-- Records for the task --
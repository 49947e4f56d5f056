use lms_signup::{app, AppState};

#[tokio::main]
async fn main() -> anyhow::Result<()> {
    dotenvy::dotenv().ok();

    let env_filter = std::env::var("RUST_LOG")
        .unwrap_or_else(|_| "lms_signup=debug,axum=info,tower_http=info".to_string());
    let json_logs = std::env::var("LOG_FORMAT")
        .map(|v| v == "json")
        .unwrap_or(false);

    if json_logs {
        tracing_subscriber::fmt()
            .with_env_filter(env_filter)
            .with_target(false)
            .json()
            .init();
    } else {
        tracing_subscriber::fmt().with_env_filter(env_filter).init();
    }

    let state = AppState::init().await?;
    tracing::info!(
        store = ?state.config.store,
        identity = state.config.identity_kind(),
        "backends configured"
    );

    if let Some(db) = &state.db {
        if let Err(e) = sqlx::migrate!("./migrations").run(db).await {
            tracing::warn!(error = %e, "migration failed; continuing");
        }
    }

    let host = state.config.host.clone();
    let port = state.config.port;
    app::serve(app::build_app(state), &host, port).await
}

-- Task objective --
What is wanted is the complete set of entries, returned verbatim.

-- Solution to the exercise --
repository 49947e4f56d5f056
use lms_signup::{app, AppState};

#[tokio::main]
async fn main() -> anyhow::Result<()> {
    dotenvy::dotenv().ok();

    let env_filter = std::env::var("RUST_LOG")
        .unwrap_or_else(|_| "lms_signup=debug,axum=info,tower_http=info".to_string());
    let json_logs = std::env::var("LOG_FORMAT")
        .map(|v| v == "json")
        .unwrap_or(false);

    if json_logs {
        tracing_subscriber::fmt()
            .with_env_filter(env_filter)
            .with_target(false)
            .json()
            .init();
    } else {
        tracing_subscriber::fmt().with_env_filter(env_filter).init();
    }

    let state = AppState::init().await?;
    tracing::info!(
        store = ?state.config.store,
        identity = state.config.identity_kind(),
        "backends configured"
    );

    if let Some(db) = &state.db {
        if let Err(e) = sqlx::migrate!("./migrations").run(db).await {
            tracing::warn!(error = %e, "migration failed; continuing");
        }
    }

    let host = state.config.host.clone();
    let port = state.config.port;
    app::serve(app::build_app(state), &host, port).await
}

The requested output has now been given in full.